From: Ron Baalke <baalke_at_meteoritecentral.com>
Date: Thu Apr 22 10:21:04 2004
Message-ID: <200307141532.IAA23525_at_zagami.jpl.nasa.gov>

http://iol.co.za/index.php?click_id=31&art_id=qw1058175900797B252&set_id=1

'Dinos were doomed before meteors struck'
AFP
July 14, 2003

Auckland - The dinosaurs were probably heading for extinction even before an
asteroid strike wiped them out 65 million years ago, New Zealand scientists
said on Monday.

Palaeontologist Chris Hollis and a team of scientists from the
government-owned Geological and Nuclear Sciences (GNS) have uncovered
evidence of significant global climate change even before the meteor strike.

"An unknown number of species may have been in sharp decline when the
asteroid struck and the impact winter probably finished them off quite
quickly," Hollis said in a statement.

He added: "There's no scientific agreement on what caused this climatic
instability, but it's quite likely that current studies are over-estimating
the effect of the asteroid impact."

By studying fossils and sediments at six sites in New Zealand, the research
team found a centimetre thick layer of meteorite dust formed precisely at
the time of major environmental change 65 million years ago.

They also found abrupt changes in microscopic plants and animal fossils in
marine sediments.

This supports the idea that the main effect of the asteroid was to throw up
a global dust cloud that blocked out the sun for months or even years.

But the cool climate that prevailed in New Zealand for millions of years
after the strike might not be, as some had supposed, evidence of a prolonged
"impact winter".

"Instead, it may represent a return to normality following unusual warming
at the end of the Mesozoic," Hollis said.

At around the time of the impact, toward the end of the Mesozoic period, the
planet's climate was changing rapidly with a period of long-term cooling.

But the scientists believe there had been unusually warm conditions just
before the impact.

"The warming may have allowed a final flourishing of some species that were
already on the path to extinction."

The reappearance of several survivor species after the impact shows that,
even though the effects were global, the survival rate of species in New
Zealand was higher than in the northern hemisphere.

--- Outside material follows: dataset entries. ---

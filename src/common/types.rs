use std::fmt;
use std::sync::atomic::{AtomicU64, Ordering};

/// Table identifier, assigned by the catalog.
#[derive(Debug, Clone, Copy, PartialEq, Eq, Hash, PartialOrd, Ord)]
pub struct TableId(pub u32);

impl TableId {
    pub fn new(id: u32) -> Self {
        Self(id)
    }

    pub fn as_u32(&self) -> u32 {
        self.0
    }
}

impl fmt::Display for TableId {
    fn fmt(&self, f: &mut fmt::Formatter<'_>) -> fmt::Result {
        write!(f, "TableId({})", self.0)
    }
}

/// Page identifier - a structured (table, page number) key.
///
/// Used as the key of both the page cache and the lock table, so two
/// distinct (table, page) pairs can never collide.
#[derive(Debug, Clone, Copy, PartialEq, Eq, Hash, PartialOrd, Ord)]
pub struct PageId {
    pub table_id: TableId,
    pub page_no: u32,
}

impl PageId {
    /// Size of the wire form: two 32-bit integers.
    pub const ENCODED_SIZE: usize = 8;

    pub fn new(table_id: TableId, page_no: u32) -> Self {
        Self { table_id, page_no }
    }

    pub fn table_id(&self) -> TableId {
        self.table_id
    }

    pub fn page_no(&self) -> u32 {
        self.page_no
    }

    /// Encodes the id as `(table_id, page_no)`, big-endian.
    pub fn to_bytes(&self) -> [u8; Self::ENCODED_SIZE] {
        let mut bytes = [0u8; Self::ENCODED_SIZE];
        bytes[..4].copy_from_slice(&self.table_id.0.to_be_bytes());
        bytes[4..].copy_from_slice(&self.page_no.to_be_bytes());
        bytes
    }

    pub fn from_bytes(bytes: [u8; Self::ENCODED_SIZE]) -> Self {
        let table_id = u32::from_be_bytes([bytes[0], bytes[1], bytes[2], bytes[3]]);
        let page_no = u32::from_be_bytes([bytes[4], bytes[5], bytes[6], bytes[7]]);
        Self::new(TableId(table_id), page_no)
    }
}

impl fmt::Display for PageId {
    fn fmt(&self, f: &mut fmt::Formatter<'_>) -> fmt::Result {
        write!(f, "PageId({}:{})", self.table_id.0, self.page_no)
    }
}

/// Slot identifier within a heap page
#[derive(Debug, Clone, Copy, PartialEq, Eq, Hash, PartialOrd, Ord)]
pub struct SlotId(pub u16);

impl SlotId {
    pub fn new(id: u16) -> Self {
        Self(id)
    }

    pub fn as_u16(&self) -> u16 {
        self.0
    }

    pub fn as_usize(&self) -> usize {
        self.0 as usize
    }
}

/// Record identifier - combination of page ID and slot ID
#[derive(Debug, Clone, Copy, PartialEq, Eq, Hash)]
pub struct RecordId {
    pub page_id: PageId,
    pub slot_id: SlotId,
}

impl RecordId {
    pub fn new(page_id: PageId, slot_id: SlotId) -> Self {
        Self { page_id, slot_id }
    }
}

impl fmt::Display for RecordId {
    fn fmt(&self, f: &mut fmt::Formatter<'_>) -> fmt::Result {
        write!(f, "{}#{}", self.page_id, self.slot_id.0)
    }
}

static NEXT_TRANSACTION_ID: AtomicU64 = AtomicU64::new(1);

/// Opaque token identifying a transaction.
#[derive(Debug, Clone, Copy, PartialEq, Eq, Hash, PartialOrd, Ord)]
pub struct TransactionId(u64);

impl TransactionId {
    /// Allocates a fresh, process-unique transaction id.
    pub fn new() -> Self {
        Self(NEXT_TRANSACTION_ID.fetch_add(1, Ordering::Relaxed))
    }

    pub fn as_u64(&self) -> u64 {
        self.0
    }
}

impl Default for TransactionId {
    fn default() -> Self {
        Self::new()
    }
}

impl fmt::Display for TransactionId {
    fn fmt(&self, f: &mut fmt::Formatter<'_>) -> fmt::Result {
        write!(f, "Txn({})", self.0)
    }
}

/// Access a transaction requests on a page.
#[derive(Debug, Clone, Copy, PartialEq, Eq, Hash)]
pub enum Permissions {
    ReadOnly,
    ReadWrite,
}

#[cfg(test)]
mod tests {
    use super::*;
    use std::collections::HashSet;

    #[test]
    fn test_page_id_no_decimal_collision() {
        // 1/23 and 12/3 would collide if the key were "123"
        let a = PageId::new(TableId(1), 23);
        let b = PageId::new(TableId(12), 3);
        assert_ne!(a, b);

        let set: HashSet<_> = [a, b].into_iter().collect();
        assert_eq!(set.len(), 2);
    }

    #[test]
    fn test_page_id_wire_form() {
        let pid = PageId::new(TableId(7), 0x0102_0304);
        let bytes = pid.to_bytes();
        assert_eq!(&bytes[..4], &[0, 0, 0, 7]);
        assert_eq!(&bytes[4..], &[1, 2, 3, 4]);
        assert_eq!(PageId::from_bytes(bytes), pid);
    }

    #[test]
    fn test_page_id_ordering() {
        assert!(PageId::new(TableId(1), 9) < PageId::new(TableId(2), 0));
        assert!(PageId::new(TableId(1), 1) < PageId::new(TableId(1), 2));
    }

    #[test]
    fn test_transaction_ids_are_unique() {
        let a = TransactionId::new();
        let b = TransactionId::new();
        assert_ne!(a, b);
        assert!(a < b);
    }
}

Because New Zealand was about 1 500km closer to Antarctica at the time, the
local flora and fauna were probably adapted to cold and darkness and
therefore better able to withstand an impact winter.

GNS earlier said its study of evidence in New Zealand suggests that the
destruction of forests because of the impact winter was largely confined to
the American continent, within a radius of several thousand kilometres of
the suspected site on the Yucatan Peninsula in Mexico.